Collected data entries:
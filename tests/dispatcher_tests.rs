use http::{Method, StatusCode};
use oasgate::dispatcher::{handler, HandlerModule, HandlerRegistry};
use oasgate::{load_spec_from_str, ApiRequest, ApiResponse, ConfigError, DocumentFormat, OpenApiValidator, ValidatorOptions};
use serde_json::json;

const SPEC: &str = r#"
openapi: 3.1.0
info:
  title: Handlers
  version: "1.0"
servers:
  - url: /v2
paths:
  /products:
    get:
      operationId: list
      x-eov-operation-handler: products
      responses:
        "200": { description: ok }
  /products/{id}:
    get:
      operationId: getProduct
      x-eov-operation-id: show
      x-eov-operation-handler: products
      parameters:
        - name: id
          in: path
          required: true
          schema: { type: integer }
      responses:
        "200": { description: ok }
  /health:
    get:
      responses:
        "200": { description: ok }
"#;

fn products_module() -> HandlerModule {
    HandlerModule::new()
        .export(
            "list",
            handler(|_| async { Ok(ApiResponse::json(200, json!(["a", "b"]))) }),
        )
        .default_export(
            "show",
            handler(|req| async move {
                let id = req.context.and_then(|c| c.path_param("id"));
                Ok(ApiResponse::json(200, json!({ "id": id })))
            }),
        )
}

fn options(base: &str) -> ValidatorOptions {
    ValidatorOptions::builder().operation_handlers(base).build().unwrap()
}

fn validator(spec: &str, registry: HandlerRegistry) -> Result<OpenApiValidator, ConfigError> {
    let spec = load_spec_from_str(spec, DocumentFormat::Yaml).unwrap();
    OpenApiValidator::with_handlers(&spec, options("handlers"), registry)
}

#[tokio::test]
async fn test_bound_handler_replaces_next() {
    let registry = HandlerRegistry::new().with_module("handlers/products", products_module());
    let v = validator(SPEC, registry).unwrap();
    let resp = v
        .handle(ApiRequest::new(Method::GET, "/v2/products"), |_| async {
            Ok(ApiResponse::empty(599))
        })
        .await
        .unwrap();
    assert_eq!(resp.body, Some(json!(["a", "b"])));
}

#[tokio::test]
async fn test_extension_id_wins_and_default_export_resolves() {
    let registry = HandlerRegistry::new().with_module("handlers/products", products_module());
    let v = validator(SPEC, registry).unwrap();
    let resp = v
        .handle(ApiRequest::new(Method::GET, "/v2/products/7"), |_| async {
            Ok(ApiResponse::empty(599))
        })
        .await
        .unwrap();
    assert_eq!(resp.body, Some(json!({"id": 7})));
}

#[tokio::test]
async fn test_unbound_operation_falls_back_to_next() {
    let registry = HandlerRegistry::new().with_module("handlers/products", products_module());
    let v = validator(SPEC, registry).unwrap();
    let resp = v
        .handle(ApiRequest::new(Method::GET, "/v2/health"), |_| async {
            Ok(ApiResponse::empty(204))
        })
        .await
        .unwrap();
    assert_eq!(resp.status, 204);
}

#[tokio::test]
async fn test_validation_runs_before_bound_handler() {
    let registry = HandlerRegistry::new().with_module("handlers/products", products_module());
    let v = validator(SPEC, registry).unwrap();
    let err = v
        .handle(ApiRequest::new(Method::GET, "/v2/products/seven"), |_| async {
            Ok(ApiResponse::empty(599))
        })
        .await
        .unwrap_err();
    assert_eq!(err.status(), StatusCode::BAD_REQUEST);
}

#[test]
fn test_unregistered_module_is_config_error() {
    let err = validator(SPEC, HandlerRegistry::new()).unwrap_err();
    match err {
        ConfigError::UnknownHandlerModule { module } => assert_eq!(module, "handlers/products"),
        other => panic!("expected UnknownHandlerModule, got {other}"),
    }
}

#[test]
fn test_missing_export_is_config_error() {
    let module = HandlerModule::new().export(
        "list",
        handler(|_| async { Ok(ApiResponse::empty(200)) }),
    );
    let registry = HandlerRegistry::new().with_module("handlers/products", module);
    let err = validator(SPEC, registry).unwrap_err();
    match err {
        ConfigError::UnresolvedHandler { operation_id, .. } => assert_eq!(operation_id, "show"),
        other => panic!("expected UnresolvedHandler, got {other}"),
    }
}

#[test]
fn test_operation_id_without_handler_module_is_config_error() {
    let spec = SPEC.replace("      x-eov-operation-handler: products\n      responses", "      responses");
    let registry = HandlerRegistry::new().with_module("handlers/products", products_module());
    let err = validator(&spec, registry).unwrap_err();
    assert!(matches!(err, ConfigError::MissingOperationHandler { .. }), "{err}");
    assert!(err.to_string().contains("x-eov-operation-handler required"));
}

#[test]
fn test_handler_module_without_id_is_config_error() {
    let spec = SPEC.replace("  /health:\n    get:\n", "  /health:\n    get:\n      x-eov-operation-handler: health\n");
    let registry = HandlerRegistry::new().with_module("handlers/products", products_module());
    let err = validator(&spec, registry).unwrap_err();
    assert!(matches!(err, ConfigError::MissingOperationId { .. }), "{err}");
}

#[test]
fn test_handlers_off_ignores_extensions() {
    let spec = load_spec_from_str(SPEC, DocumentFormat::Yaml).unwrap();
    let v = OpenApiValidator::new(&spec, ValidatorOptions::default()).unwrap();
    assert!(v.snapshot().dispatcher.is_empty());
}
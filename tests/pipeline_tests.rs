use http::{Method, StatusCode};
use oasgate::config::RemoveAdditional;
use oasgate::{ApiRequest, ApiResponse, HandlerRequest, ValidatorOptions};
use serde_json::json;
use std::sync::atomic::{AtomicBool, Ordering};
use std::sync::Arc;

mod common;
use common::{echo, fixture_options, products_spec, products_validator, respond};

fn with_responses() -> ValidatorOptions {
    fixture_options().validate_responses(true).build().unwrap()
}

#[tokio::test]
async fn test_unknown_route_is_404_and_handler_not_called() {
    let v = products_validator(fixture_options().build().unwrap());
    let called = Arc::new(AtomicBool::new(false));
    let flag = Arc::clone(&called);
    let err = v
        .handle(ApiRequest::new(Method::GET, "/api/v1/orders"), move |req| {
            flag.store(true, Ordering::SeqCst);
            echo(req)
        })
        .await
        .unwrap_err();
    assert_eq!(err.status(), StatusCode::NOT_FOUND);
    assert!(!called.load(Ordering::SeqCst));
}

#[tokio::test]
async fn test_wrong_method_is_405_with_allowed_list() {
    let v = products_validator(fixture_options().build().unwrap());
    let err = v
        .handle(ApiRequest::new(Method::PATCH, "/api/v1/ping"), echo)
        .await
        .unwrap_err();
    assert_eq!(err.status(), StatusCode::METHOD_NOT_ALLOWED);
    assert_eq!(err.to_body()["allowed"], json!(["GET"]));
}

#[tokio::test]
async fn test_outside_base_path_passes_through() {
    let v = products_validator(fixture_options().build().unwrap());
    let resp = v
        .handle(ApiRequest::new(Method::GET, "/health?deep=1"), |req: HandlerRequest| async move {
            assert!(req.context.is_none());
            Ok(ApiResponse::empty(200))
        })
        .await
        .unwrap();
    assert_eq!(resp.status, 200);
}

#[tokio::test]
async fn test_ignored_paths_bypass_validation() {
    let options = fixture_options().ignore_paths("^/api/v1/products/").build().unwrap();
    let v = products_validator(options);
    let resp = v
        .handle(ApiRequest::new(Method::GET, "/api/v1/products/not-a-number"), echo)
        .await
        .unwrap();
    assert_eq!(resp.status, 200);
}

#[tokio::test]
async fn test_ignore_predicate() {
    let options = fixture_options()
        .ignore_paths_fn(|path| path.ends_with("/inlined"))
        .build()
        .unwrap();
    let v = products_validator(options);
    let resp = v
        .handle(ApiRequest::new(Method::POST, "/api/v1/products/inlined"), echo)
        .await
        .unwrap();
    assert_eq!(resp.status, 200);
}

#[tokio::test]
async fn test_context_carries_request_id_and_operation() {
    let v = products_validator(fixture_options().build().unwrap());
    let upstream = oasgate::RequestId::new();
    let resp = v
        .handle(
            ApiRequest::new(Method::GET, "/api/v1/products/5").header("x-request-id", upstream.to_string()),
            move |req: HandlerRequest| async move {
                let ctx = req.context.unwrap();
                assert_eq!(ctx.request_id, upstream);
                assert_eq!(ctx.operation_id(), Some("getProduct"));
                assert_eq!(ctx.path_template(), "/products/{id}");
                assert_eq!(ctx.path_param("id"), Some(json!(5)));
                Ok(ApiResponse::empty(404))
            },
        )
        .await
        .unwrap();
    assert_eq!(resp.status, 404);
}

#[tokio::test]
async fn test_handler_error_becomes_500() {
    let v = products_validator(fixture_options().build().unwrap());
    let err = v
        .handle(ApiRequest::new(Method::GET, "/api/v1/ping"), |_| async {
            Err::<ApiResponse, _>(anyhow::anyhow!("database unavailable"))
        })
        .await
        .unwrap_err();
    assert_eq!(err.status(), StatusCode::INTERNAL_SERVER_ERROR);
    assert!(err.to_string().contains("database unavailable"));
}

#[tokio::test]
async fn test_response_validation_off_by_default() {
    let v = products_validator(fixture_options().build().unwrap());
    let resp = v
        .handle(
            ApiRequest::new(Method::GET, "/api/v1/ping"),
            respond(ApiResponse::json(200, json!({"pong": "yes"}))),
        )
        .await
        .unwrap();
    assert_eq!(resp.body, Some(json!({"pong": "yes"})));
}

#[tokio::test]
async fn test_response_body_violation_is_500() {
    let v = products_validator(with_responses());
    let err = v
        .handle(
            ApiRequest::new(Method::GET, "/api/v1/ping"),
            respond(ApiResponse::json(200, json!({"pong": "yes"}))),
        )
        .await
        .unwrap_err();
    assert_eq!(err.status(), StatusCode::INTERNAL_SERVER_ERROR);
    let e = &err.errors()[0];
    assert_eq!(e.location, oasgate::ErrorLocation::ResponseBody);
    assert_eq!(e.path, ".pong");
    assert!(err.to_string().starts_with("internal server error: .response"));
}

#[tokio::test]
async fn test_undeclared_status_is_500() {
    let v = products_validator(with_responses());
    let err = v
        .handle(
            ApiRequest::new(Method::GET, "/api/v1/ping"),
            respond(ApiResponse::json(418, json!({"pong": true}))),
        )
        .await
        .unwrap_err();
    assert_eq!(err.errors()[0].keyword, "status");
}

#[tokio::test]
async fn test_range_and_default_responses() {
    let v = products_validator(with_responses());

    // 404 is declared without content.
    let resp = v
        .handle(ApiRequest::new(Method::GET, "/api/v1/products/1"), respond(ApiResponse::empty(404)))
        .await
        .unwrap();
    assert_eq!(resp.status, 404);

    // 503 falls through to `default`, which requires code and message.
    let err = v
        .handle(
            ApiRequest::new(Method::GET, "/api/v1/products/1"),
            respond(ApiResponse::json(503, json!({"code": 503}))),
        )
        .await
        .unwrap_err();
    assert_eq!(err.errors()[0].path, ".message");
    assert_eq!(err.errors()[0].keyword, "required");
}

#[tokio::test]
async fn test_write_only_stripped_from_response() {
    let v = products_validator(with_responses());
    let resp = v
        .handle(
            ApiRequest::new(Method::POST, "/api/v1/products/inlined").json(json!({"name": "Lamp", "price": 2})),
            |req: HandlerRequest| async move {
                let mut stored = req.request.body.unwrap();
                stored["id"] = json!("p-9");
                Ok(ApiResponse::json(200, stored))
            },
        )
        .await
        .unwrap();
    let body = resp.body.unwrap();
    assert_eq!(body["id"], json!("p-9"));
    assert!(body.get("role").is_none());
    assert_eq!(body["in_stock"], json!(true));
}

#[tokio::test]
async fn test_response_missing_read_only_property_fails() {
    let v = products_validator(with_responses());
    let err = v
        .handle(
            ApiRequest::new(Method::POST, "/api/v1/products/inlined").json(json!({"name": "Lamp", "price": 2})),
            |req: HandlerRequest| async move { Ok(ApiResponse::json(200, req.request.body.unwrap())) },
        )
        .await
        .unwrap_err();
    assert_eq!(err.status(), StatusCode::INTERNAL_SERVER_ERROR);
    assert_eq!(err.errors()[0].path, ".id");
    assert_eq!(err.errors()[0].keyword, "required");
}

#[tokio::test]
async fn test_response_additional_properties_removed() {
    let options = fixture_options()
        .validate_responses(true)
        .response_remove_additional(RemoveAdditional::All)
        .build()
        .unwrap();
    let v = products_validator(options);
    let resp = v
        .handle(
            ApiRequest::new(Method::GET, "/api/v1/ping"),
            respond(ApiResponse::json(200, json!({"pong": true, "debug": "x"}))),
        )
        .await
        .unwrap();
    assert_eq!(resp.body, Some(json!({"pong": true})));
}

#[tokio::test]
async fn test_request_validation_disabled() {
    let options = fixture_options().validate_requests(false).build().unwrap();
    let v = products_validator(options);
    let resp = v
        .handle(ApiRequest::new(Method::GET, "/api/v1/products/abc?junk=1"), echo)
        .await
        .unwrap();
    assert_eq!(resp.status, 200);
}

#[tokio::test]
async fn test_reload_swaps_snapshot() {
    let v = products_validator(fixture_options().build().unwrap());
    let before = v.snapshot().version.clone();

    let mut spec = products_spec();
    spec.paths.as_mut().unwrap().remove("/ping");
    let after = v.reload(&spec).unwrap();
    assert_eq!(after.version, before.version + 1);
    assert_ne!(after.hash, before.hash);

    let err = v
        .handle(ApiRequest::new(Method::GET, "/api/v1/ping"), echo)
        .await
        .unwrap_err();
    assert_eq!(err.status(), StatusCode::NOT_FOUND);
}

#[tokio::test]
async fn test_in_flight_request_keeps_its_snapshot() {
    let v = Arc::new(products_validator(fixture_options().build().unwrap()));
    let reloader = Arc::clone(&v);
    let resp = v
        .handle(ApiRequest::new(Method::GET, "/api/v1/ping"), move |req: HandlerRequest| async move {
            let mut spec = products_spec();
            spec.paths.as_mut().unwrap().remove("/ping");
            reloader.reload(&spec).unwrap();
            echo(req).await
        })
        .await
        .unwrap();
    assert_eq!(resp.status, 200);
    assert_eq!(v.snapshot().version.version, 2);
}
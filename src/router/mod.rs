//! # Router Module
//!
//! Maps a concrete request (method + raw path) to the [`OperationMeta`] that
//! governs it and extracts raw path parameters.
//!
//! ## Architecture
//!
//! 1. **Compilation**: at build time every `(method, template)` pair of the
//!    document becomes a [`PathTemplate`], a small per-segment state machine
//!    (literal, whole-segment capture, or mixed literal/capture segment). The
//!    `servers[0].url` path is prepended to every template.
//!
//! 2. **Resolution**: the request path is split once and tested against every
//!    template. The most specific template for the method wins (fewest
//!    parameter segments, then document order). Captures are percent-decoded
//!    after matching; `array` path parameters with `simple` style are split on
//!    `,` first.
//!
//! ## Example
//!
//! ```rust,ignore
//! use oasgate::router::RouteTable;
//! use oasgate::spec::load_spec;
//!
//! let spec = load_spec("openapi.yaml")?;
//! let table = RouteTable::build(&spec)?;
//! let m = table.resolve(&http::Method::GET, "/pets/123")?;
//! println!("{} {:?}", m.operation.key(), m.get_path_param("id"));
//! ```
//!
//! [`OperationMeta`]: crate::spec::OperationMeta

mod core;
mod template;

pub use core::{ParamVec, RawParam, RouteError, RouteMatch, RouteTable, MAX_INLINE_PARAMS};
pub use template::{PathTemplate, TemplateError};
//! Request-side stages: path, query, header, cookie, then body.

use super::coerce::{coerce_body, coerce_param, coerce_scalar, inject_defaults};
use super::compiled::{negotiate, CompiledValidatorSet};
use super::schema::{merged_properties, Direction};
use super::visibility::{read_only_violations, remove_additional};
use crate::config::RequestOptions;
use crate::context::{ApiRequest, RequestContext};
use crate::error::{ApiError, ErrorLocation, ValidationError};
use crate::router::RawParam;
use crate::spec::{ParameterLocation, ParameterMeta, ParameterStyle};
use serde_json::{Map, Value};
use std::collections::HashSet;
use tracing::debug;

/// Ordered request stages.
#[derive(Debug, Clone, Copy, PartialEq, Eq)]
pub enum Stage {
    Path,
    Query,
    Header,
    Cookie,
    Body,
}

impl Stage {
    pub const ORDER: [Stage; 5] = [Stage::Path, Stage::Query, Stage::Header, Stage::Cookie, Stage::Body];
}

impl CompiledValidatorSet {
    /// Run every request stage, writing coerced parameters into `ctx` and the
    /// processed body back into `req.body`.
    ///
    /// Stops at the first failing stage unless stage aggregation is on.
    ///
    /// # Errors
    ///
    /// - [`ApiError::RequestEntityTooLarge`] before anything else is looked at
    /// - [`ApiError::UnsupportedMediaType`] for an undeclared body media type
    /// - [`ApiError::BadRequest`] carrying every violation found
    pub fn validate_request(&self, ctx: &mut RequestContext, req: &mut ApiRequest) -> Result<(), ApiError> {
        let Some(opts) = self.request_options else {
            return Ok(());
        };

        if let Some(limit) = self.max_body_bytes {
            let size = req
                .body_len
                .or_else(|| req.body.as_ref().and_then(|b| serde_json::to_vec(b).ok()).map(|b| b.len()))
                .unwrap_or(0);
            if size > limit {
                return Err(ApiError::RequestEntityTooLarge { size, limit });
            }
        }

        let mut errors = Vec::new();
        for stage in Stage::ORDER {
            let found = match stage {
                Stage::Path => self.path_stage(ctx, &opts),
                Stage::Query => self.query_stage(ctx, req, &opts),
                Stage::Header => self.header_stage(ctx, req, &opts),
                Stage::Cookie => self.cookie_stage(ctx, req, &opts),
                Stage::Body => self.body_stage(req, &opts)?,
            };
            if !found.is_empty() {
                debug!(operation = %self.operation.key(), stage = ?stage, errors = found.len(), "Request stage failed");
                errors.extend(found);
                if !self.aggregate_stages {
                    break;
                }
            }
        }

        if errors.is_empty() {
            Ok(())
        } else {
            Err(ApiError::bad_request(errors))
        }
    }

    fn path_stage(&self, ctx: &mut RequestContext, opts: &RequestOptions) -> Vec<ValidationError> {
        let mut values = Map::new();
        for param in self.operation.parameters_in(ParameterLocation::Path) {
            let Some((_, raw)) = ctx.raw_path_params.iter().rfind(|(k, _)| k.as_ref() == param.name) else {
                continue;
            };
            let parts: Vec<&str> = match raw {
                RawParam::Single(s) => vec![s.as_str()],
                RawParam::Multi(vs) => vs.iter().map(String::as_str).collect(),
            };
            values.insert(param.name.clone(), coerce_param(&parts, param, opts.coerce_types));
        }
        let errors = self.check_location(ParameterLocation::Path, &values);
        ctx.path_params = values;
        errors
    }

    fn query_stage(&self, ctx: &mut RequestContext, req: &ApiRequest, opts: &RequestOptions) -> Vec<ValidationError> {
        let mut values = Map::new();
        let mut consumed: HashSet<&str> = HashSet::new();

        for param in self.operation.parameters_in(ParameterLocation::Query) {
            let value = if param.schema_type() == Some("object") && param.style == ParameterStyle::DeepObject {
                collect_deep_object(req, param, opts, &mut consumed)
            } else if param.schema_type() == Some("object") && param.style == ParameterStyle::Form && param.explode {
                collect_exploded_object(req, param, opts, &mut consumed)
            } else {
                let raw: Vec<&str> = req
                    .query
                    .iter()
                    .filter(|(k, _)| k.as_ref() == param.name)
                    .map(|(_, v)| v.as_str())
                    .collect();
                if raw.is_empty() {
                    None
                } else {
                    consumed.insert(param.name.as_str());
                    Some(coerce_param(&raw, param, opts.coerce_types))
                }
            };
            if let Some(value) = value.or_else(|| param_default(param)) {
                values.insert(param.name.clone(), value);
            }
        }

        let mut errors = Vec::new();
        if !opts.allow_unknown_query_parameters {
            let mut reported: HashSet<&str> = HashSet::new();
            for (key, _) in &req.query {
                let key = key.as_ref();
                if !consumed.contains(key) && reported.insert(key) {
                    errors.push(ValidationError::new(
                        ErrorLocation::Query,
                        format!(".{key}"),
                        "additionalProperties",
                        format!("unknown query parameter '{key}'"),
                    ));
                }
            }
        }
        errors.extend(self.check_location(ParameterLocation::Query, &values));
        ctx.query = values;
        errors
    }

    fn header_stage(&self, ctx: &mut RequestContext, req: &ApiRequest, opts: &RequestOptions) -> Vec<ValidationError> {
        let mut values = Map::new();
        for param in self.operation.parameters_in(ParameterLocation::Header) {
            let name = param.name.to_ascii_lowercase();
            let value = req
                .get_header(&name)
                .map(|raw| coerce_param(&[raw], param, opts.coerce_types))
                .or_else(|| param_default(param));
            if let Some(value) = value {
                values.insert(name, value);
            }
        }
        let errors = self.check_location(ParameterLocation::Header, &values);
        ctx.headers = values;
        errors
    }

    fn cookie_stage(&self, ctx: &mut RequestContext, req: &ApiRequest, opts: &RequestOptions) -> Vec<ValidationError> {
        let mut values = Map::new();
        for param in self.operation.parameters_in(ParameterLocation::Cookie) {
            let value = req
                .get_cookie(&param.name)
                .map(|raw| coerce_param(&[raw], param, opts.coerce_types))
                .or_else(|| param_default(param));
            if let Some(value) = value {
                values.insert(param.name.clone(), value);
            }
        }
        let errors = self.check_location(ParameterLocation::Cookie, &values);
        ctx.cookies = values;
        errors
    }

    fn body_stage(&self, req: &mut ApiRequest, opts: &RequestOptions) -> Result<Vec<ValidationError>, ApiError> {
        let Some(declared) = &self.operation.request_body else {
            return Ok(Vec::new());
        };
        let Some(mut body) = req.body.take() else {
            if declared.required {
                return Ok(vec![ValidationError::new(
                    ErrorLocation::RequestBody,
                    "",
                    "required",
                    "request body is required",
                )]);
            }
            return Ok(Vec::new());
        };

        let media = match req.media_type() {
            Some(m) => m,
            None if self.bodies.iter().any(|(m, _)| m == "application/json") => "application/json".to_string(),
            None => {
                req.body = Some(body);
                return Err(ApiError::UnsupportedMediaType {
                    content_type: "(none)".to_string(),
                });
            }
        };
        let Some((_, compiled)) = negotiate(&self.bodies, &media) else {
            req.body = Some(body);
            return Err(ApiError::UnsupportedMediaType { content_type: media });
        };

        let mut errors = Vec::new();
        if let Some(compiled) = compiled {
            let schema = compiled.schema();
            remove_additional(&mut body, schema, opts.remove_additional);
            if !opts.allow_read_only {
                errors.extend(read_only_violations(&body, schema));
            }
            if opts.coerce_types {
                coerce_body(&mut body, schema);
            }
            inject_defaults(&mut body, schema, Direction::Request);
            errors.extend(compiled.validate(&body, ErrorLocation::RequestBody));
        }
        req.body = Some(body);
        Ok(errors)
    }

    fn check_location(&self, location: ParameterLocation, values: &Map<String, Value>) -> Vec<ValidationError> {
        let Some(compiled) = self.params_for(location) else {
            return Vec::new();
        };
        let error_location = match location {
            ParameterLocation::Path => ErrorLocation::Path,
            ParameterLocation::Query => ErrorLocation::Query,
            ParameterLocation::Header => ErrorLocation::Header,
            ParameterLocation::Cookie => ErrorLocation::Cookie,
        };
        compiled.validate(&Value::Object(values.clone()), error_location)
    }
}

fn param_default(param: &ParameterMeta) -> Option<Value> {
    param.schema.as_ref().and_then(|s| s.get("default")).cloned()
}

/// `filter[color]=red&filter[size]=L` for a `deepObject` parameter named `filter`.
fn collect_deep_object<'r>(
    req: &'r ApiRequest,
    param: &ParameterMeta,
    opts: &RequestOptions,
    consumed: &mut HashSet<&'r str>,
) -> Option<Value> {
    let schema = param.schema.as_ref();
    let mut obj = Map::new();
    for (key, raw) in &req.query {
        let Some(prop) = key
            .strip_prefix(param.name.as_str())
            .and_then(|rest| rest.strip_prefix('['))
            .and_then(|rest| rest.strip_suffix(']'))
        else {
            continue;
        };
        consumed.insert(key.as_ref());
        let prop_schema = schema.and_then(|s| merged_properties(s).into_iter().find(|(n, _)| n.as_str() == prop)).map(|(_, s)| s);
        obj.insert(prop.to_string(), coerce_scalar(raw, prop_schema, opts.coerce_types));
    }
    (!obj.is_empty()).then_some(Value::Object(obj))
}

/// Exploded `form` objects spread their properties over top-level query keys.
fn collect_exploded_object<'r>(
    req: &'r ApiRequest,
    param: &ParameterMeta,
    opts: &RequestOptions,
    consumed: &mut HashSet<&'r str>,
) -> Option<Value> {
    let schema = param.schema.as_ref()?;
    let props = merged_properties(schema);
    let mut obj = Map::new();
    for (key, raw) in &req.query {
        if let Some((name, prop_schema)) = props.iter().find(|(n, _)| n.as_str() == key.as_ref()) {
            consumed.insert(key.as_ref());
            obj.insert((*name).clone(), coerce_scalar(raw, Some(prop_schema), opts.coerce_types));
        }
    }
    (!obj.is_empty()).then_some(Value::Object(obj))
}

Requirement: Your reply should be a single number: the count of lines above that contain the word "message".

Answer for this exercise: 2